● **How to complete this task**: Only the lines below from the one containing "repository dc269254ce4e14dc" to the one containing "self.size = self.windowed;" should be repeated, both included and unchanged.

● **Stored data**:
+++

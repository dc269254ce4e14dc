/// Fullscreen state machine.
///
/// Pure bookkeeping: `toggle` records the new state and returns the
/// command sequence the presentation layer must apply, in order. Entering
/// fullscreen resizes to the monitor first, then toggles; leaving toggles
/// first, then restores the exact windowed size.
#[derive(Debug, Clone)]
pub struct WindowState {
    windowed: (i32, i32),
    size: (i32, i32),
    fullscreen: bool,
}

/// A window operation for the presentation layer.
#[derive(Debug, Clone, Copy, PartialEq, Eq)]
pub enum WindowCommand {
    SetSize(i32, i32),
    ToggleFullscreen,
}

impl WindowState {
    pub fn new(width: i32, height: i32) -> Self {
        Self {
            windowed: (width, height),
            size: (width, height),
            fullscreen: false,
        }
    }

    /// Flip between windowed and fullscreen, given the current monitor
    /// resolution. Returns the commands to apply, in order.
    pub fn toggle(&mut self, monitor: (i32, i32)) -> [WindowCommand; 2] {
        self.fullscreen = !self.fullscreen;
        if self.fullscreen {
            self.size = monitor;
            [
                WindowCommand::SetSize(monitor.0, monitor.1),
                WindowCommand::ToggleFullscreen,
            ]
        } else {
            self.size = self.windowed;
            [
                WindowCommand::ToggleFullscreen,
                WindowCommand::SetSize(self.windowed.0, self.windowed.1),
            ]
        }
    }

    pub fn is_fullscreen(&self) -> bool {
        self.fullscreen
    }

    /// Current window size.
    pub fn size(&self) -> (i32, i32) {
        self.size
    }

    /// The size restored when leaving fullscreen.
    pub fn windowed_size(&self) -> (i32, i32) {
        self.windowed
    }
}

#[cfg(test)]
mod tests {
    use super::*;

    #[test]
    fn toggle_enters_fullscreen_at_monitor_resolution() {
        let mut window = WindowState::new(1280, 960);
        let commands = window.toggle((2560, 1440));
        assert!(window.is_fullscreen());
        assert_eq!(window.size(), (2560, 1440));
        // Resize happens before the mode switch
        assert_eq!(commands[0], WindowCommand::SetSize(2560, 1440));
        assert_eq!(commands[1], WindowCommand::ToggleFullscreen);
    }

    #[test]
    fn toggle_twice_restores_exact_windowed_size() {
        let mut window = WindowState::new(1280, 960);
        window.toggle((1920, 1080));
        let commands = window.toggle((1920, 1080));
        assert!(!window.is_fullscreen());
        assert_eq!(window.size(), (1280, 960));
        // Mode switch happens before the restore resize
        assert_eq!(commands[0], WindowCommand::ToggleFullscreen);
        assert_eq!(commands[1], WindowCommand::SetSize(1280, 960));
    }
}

+++

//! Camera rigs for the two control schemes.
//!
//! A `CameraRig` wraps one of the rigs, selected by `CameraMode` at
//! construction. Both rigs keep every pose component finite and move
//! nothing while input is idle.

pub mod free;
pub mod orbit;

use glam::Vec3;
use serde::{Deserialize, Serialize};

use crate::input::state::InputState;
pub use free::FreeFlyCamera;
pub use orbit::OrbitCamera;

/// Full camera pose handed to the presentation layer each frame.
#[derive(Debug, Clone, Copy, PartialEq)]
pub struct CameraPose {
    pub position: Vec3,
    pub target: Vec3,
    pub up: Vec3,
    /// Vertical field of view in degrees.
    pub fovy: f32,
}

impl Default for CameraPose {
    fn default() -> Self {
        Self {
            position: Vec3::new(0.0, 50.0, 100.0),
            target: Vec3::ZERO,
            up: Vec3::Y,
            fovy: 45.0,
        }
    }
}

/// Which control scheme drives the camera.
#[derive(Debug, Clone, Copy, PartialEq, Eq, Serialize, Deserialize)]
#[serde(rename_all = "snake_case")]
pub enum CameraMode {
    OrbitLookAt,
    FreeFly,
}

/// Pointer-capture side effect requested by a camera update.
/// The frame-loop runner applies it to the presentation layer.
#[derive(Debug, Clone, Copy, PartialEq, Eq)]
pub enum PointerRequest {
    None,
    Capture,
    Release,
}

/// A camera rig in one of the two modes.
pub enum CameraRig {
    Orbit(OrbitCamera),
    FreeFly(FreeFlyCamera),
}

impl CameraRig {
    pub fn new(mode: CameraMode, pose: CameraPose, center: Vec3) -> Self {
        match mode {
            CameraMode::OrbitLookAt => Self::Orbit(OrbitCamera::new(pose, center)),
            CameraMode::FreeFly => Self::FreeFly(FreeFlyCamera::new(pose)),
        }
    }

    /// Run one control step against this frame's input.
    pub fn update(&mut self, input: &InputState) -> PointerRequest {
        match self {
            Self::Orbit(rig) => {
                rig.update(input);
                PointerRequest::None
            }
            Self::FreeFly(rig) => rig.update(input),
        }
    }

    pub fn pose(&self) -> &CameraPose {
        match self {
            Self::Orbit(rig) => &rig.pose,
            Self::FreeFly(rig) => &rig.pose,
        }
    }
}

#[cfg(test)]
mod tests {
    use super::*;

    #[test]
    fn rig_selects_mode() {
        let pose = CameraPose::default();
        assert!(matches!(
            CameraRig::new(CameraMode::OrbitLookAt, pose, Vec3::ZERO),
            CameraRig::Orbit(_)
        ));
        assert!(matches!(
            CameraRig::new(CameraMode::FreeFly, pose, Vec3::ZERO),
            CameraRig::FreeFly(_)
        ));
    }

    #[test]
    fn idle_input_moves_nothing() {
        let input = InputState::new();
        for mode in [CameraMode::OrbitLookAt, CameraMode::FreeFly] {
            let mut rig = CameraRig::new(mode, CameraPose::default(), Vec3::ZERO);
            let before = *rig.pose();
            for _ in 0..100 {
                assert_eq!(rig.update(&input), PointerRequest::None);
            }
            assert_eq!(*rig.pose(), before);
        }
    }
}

+++

● **Your solution**:
repository dc269254ce4e14dc
/// Fullscreen state machine.
///
/// Pure bookkeeping: `toggle` records the new state and returns the
/// command sequence the presentation layer must apply, in order. Entering
/// fullscreen resizes to the monitor first, then toggles; leaving toggles
/// first, then restores the exact windowed size.
#[derive(Debug, Clone)]
pub struct WindowState {
    windowed: (i32, i32),
    size: (i32, i32),
    fullscreen: bool,
}

/// A window operation for the presentation layer.
#[derive(Debug, Clone, Copy, PartialEq, Eq)]
pub enum WindowCommand {
    SetSize(i32, i32),
    ToggleFullscreen,
}

impl WindowState {
    pub fn new(width: i32, height: i32) -> Self {
        Self {
            windowed: (width, height),
            size: (width, height),
            fullscreen: false,
        }
    }

    /// Flip between windowed and fullscreen, given the current monitor
    /// resolution. Returns the commands to apply, in order.
    pub fn toggle(&mut self, monitor: (i32, i32)) -> [WindowCommand; 2] {
        self.fullscreen = !self.fullscreen;
        if self.fullscreen {
            self.size = monitor;
            [
                WindowCommand::SetSize(monitor.0, monitor.1),
                WindowCommand::ToggleFullscreen,
            ]
        } else {
            self.size = self.windowed;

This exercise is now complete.